Interrogée par Bertrand Henne, la présidente du parlement wallon Emily Hoyos se dit "choquée" par l’intervention musclée des membres d’une milice dans l'usine Meister à Sprimont, en plein conflit social : "Ce qui s'est passé est particulièrement choquant. C'est d'une violence inouïe, c'est inédit, je pense que chaque Wallonne, chaque Wallon a été particulièrement choqué. Moi, je suis heureuse de voir qu'une information judiciaire est en cours. Ce qui s'est passé, est grave ; en même temps, c'est inquiétant, comment ça se fait qu'aujourd'hui, on en arrive là ? Dans un climat économique, avec une pression qui est celle-là. Je pense qu'on doit vraiment être vigilant parce que notre modèle de concertation sociale est précieux. Tout ce qui, d'une manière ou d'une autre, pourrait un peu légitimer des formes tout à fait inacceptables de pression sur les travailleurs et sur les entreprises de manière générale, doit être condamné de la manière la plus ferme possible". 

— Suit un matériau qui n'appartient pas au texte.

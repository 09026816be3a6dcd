//! Integer pixel coordinates.

use std::fmt;

use serde::{Deserialize, Serialize};

/// A pixel position. `x` grows to the right, `y` grows downward.
#[derive(Debug, Clone, Copy, PartialEq, Eq, Hash, Default, Serialize, Deserialize)]
pub struct Point {
    pub x: i32,
    pub y: i32,
}

impl Point {
    pub const fn new(x: i32, y: i32) -> Self {
        Self { x, y }
    }

    /// Euclidean distance to another point.
    pub fn length_to(self, other: Point) -> f64 {
        let dx = (self.x - other.x) as f64;
        let dy = (self.y - other.y) as f64;
        dx.hypot(dy)
    }

    /// Slope of the line through `self` and `other`.
    ///
    /// Vertical lines report `f64::INFINITY` regardless of direction.
    pub fn slope_to(self, other: Point) -> f64 {
        if self.x == other.x {
            return f64::INFINITY;
        }
        (self.y - other.y) as f64 / (self.x - other.x) as f64
    }

    /// Same point shifted by `(dx, dy)`.
    pub const fn offset(self, dx: i32, dy: i32) -> Self {
        Self::new(self.x + dx, self.y + dy)
    }
}

impl fmt::Display for Point {
    fn fmt(&self, f: &mut fmt::Formatter<'_>) -> fmt::Result {
        write!(f, "({}, {})", self.x, self.y)
    }
}

#[cfg(test)]
mod tests {
    use super::*;

    #[test]
    fn test_length_to() {
        let a = Point::new(0, 0);
        let b = Point::new(3, 4);
        assert_eq!(a.length_to(b), 5.0);
        assert_eq!(b.length_to(a), 5.0);
        assert_eq!(a.length_to(a), 0.0);
    }

    #[test]
    fn test_slope_to() {
        assert_eq!(Point::new(0, 0).slope_to(Point::new(2, 1)), 0.5);
        assert_eq!(Point::new(2, 1).slope_to(Point::new(0, 0)), 0.5);
        assert_eq!(Point::new(0, 0).slope_to(Point::new(4, -4)), -1.0);
    }

    #[test]
    fn test_slope_vertical_is_positive_infinity() {
        assert_eq!(Point::new(5, 0).slope_to(Point::new(5, 9)), f64::INFINITY);
        assert_eq!(Point::new(5, 9).slope_to(Point::new(5, 0)), f64::INFINITY);
    }

    #[test]
    fn test_serialize() {
        let json = serde_json::to_string(&Point::new(12, -3)).unwrap();
        assert_eq!(json, r#"{"x":12,"y":-3}"#);
    }
}
//! Colour type and binarization rules.

use std::fmt;

/// An RGBA colour value.
#[derive(Debug, Clone, Copy, PartialEq, Eq, Hash, Default)]
pub struct Colour {
    pub r: u8,
    pub g: u8,
    pub b: u8,
    pub a: u8,
}

impl Colour {
    /// Create a new colour from RGBA components.
    pub const fn new(r: u8, g: u8, b: u8, a: u8) -> Self {
        Self { r, g, b, a }
    }

    /// Create a new opaque colour from RGB components.
    pub const fn rgb(r: u8, g: u8, b: u8) -> Self {
        Self { r, g, b, a: 255 }
    }

    /// Black.
    pub const BLACK: Self = Self::rgb(0, 0, 0);

    /// White.
    pub const WHITE: Self = Self::rgb(255, 255, 255);

    /// Marker colour for the head of a traced curve.
    pub const BLUE: Self = Self::rgb(0, 0, 255);

    /// Marker colour for the tail of a traced curve.
    pub const RED: Self = Self::rgb(255, 0, 0);

    /// Build a colour from an `[r, g, b, a]` array.
    pub const fn from_rgba(rgba: [u8; 4]) -> Self {
        Self::new(rgba[0], rgba[1], rgba[2], rgba[3])
    }

    /// Convert to RGBA tuple.
    pub fn to_rgba(self) -> [u8; 4] {
        [self.r, self.g, self.b, self.a]
    }

    /// True when all colour channels are 255. Alpha is ignored.
    pub fn is_white(self) -> bool {
        self.r == 255 && self.g == 255 && self.b == 255
    }

    /// True when all colour channels are 0. Alpha is ignored.
    pub fn is_black(self) -> bool {
        self.r == 0 && self.g == 0 && self.b == 0
    }

    /// True when the three colour channels are equal.
    pub fn is_gray(self) -> bool {
        self.r == self.g && self.g == self.b
    }

    /// Collapse gray shades onto black.
    ///
    /// Any gray that is not pure white becomes pure black with the original
    /// alpha. Every other colour is returned unchanged, so black and white
    /// are fixed points.
    pub fn classify(self) -> Self {
        if self.is_gray() && !self.is_white() {
            Self::new(0, 0, 0, self.a)
        } else {
            self
        }
    }

    /// Linear blend between `self` (t = 0) and `other` (t = 1), opaque.
    pub fn lerp(self, other: Self, t: f64) -> Self {
        let t = t.clamp(0.0, 1.0);
        let channel = |from: u8, to: u8| (from as f64 + t * (to as f64 - from as f64)) as u8;
        Self::rgb(
            channel(self.r, other.r),
            channel(self.g, other.g),
            channel(self.b, other.b),
        )
    }
}

impl fmt::Display for Colour {
    fn fmt(&self, f: &mut fmt::Formatter<'_>) -> fmt::Result {
        if self.a == 255 {
            write!(f, "#{:02X}{:02X}{:02X}", self.r, self.g, self.b)
        } else {
            write!(f, "#{:02X}{:02X}{:02X}{:02X}", self.r, self.g, self.b, self.a)
        }
    }
}
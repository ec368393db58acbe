use thiserror::Error;

/// Errors raised while decoding inbound device payloads.
///
/// None of these abort the controller: the message is dropped or the field
/// decodes to unknown, and the error is logged.
#[derive(Debug, Error)]
pub enum CodecError {
    /// The payload is not JSON at all.
    #[error("Malformed payload: {0}")]
    MalformedPayload(#[from] serde_json::Error),

    /// Valid JSON, but neither a state nor a sensor message.
    #[error("Unrecognized message type: {0}")]
    UnrecognizedMessage(String),

    /// Known message carrying a token outside the field's vocabulary.
    #[error("Unrecognized value '{value}' for field '{field}'")]
    UnrecognizedField { field: &'static str, value: String },
}

/// Errors raised while encoding outbound commands.
#[derive(Debug, Error, PartialEq, Eq)]
pub enum CommandError {
    #[error("Invalid command: {0}")]
    InvalidCommand(String),
}
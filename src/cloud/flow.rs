use secrecy::SecretString;
use tracing::{debug, info, warn};

use super::client::{CloudAuthClient, CloudSettings, Idle};
use super::error::CloudError;
use super::models::DeviceCredential;
use crate::persistence::{credentials, KeyValueStore};

const OTP_CODE_LENGTH: usize = 6;

/// Where a login attempt ended.
#[derive(Debug)]
pub enum AuthProgress {
    /// A code was emailed and the challenge stored. The operator has to supply
    /// the code and start the bridge again.
    OtpRequested,
    /// Devices are known, either from the store or from a fresh login.
    Completed(Vec<DeviceCredential>),
}

/// Two-run login over a persisted challenge.
///
/// Every step builds a fresh [`CloudAuthClient`]; the only state carried
/// between steps (and between processes) is what sits in the store.
pub struct AuthFlow<'a, S: KeyValueStore> {
    store: &'a S,
    settings: CloudSettings,
    password: SecretString,
}

impl<'a, S: KeyValueStore> AuthFlow<'a, S> {
    pub fn new(store: &'a S, settings: CloudSettings, password: SecretString) -> Self {
        Self {
            store,
            settings,
            password,
        }
    }

    /// Returns stored devices if there are any, otherwise requests a code or
    /// verifies `otp_code` depending on whether a challenge is pending.
    pub async fn run(&self, otp_code: Option<&str>) -> Result<AuthProgress, CloudError> {
        let stored = credentials::load_devices(self.store).await?;
        if !stored.is_empty() {
            info!("Using {} stored device(s), skipping cloud login", stored.len());
            return Ok(AuthProgress::Completed(stored));
        }

        match credentials::pending_challenge(self.store).await? {
            None => self.request_otp().await,
            Some(_) => {
                debug!("Pending challenge found, verifying code");
                let devices = self.verify(otp_code.unwrap_or_default()).await?;
                Ok(AuthProgress::Completed(devices))
            }
        }
    }

    pub async fn request_otp(&self) -> Result<AuthProgress, CloudError> {
        let client = CloudAuthClient::<Idle>::create(&self.settings)?;
        let (_, challenge) = client.request_otp().await?;
        credentials::save_challenge(self.store, &challenge).await?;
        info!(
            "Verification code sent to {}. Add it to the configuration and restart",
            self.settings.email
        );
        Ok(AuthProgress::OtpRequested)
    }

    /// Verifies `otp_code` against the stored challenge and stores the devices.
    ///
    /// A short code leaves the challenge in place. Anything past that point
    /// consumes it, so a rejected code means requesting a new one.
    pub async fn verify(&self, otp_code: &str) -> Result<Vec<DeviceCredential>, CloudError> {
        let otp_code = otp_code.trim();
        if otp_code.chars().count() < OTP_CODE_LENGTH {
            warn!("Verification code missing or shorter than {} characters", OTP_CODE_LENGTH);
            return Err(CloudError::MissingOtpCode);
        }

        let challenge = credentials::take_challenge(self.store)
            .await?
            .ok_or_else(|| CloudError::InvalidChallenge("no pending challenge".to_string()))?;

        let client = CloudAuthClient::<Idle>::create(&self.settings)?.resume();
        let devices = client
            .verify(challenge, otp_code, &self.password)
            .await?
            .fetch_devices()
            .await?
            .into_devices();

        credentials::save_devices(self.store, &devices).await?;
        Ok(devices)
    }
}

"Personne ne veut fermer la FN"

Emily Hoyos souligne que "la pression sur le travailleur n'a jamais été aussi forte. La violence de la séquestration de la direction n'est pas acceptable. On est en face aussi de la violence des décisions économiques qui sont parfois injustes et sans sens. Pensons par exemple à la décision unilatérale et incompréhensible d'ArcelorMittal qui, d'un coup, veut condamner tout un bassin d'emplois. Je constate que le contexte incite à la violence et c'est ça d'abord qui m'inquiète".

Les syndicats sont fâchés contre le gouvernement wallon à propos du dossier sur l’octroi des licences d’exportation d’armes. Emily Hoyos "comprend l'inquiétude des travailleurs métallos du bassin liégeois. Je comprends que les travailleurs soient à cran et donc à nous mandataires wallons, de les rassurer. Je pense qu'aujourd'hui personne ne veut ni fermer la FN ni faire en sorte qu'en Libye, en Syrie ou ailleurs, des armes belges permettent des choses inacceptables. Et donc il doit y avoir un consensus du bon sens". 

Compétences "usurpées"?

Si le Fédéral se décharge sur les entités fédérées d'une partie de ce qu'on appelle parfois "les compétences usurpées", qu'il finance toujours aujourd'hui mais qui seront bientôt exercées par les Régions, cela pourrait peser lourd sur le budget wallon. Emily Hoyos répond : "J’ai un problème avec le mot "usurpé", je ne vois pas très bien d'où il sort. Il ne se trouve nulle part dans l'accord institutionnel et puis surtout, en quoi, est-ce qu'un citoyen qui a, à un moment donné, bénéficié d'une prime fiscale à la rénovation énergétique de son logement, a usurpé quoi que ce soit ?"

Tant que l’accord institutionnel n’a pas été mis en œuvre, et que les compétences n’ont pas été transférées, "ces compétences sont du ressort du Fédéral, si le Fédéral veut arrêter des politiques comme il l'a fait pour des primes fiscales à la rénovation des logements, c'est son droit le plus strict mais il doit en assurer la responsabilité politique", ajoute Emily Hoyos, qui précise : "Le gouvernement wallon et la Fédération Wallonie-Bruxelles, par son ministre-président, ont dit que la Région et la Communauté faisaient déjà beaucoup d'efforts. A titre d'exemple, regardons les écoles, elles n'ont plus de sous et ce ne sont pas les écoles qui vont refinancer les banques !

"Antidote au fatalisme et à la résignation"

Ecolo va désigner ses nouveaux coprésidents. Emily Hoyos, qui  présente sa candidature au côté d’Olivier Deleuze, indique qu’il y a de vrais débats en interne au parti "qui font preuve d'une grande maturité collective de la part des militants, sur ce que l’on veut pour Ecolo dans les 4 ans qui viennent. Quel rôle devrons-nous jouer à un moment donné, crucial, où on voit que nos sociétés vont dans un cul-de-sac et que les technocrates et les familles politiques traditionnelles ne proposent simplement que de mettre leurs vieilles recettes au goût du jour ? Voyez le litre d'essence est à 1,7 euro, le gasoil, le mazout de chauffage à 1 euro du litre et, à ce moment-là, on diminue la dotation de la SNCB. On supprime les primes fiscales à la rénovation du logement, Ecolo se présente vraiment comme un antidote au fatalisme et à la résignation. Et ce débat-là, on l'a entre nous".